• What you will do
Scan the material for "RoutingStrategy". Copy every line it appears in.

• Records for processing
*** Block opens ***

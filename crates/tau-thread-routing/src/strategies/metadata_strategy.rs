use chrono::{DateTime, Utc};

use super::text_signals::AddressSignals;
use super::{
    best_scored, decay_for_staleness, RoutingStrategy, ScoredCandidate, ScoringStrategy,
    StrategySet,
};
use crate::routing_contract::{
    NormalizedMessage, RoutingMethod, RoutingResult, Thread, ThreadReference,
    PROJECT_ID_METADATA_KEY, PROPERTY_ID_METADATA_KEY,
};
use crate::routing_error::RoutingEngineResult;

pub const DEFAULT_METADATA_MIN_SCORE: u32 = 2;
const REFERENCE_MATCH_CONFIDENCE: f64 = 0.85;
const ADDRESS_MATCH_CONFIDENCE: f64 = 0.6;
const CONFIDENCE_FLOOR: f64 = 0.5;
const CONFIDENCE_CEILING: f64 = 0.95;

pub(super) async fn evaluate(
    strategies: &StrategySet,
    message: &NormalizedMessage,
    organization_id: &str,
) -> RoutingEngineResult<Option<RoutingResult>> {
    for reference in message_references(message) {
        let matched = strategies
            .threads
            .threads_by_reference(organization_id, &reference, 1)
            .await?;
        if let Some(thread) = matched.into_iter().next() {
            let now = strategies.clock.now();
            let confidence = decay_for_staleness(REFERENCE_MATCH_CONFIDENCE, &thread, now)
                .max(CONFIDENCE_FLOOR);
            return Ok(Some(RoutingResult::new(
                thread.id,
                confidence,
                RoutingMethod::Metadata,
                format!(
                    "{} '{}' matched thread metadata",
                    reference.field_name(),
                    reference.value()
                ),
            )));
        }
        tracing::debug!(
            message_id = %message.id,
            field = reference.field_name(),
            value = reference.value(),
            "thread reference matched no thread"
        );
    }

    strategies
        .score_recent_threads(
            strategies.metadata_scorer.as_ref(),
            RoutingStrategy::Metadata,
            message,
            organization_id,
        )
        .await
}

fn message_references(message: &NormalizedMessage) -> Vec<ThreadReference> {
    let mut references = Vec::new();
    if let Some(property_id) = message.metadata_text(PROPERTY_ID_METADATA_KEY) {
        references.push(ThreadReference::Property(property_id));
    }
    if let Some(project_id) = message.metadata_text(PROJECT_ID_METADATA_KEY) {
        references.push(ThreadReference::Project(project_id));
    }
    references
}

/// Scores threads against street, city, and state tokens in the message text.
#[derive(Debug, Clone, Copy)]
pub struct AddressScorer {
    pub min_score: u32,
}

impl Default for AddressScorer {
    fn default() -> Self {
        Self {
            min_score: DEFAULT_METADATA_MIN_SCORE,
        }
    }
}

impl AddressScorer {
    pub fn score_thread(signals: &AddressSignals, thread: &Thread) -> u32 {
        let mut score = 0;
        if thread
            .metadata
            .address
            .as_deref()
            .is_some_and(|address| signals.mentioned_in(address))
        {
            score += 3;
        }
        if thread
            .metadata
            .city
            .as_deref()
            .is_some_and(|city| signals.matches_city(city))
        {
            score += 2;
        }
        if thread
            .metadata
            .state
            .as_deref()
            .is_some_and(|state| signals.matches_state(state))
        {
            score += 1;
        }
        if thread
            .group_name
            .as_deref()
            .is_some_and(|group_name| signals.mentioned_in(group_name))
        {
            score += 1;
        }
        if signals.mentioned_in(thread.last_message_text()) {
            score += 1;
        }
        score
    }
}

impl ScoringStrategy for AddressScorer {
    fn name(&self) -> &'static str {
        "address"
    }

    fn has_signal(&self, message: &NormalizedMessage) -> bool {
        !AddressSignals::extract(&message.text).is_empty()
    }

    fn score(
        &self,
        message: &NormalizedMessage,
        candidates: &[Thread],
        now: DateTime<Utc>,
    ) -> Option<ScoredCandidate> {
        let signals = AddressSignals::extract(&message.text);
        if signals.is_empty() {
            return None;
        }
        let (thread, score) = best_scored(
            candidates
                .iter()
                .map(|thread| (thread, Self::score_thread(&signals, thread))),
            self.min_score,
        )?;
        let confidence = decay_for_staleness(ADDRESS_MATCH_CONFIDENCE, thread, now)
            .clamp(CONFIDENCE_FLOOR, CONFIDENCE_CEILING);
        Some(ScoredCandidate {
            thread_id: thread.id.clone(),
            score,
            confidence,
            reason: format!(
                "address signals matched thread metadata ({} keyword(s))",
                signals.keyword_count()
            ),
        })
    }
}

*** Block closes ***

• Output for this task
    best_scored, decay_for_staleness, RoutingStrategy, ScoredCandidate, ScoringStrategy,
            RoutingStrategy::Metadata,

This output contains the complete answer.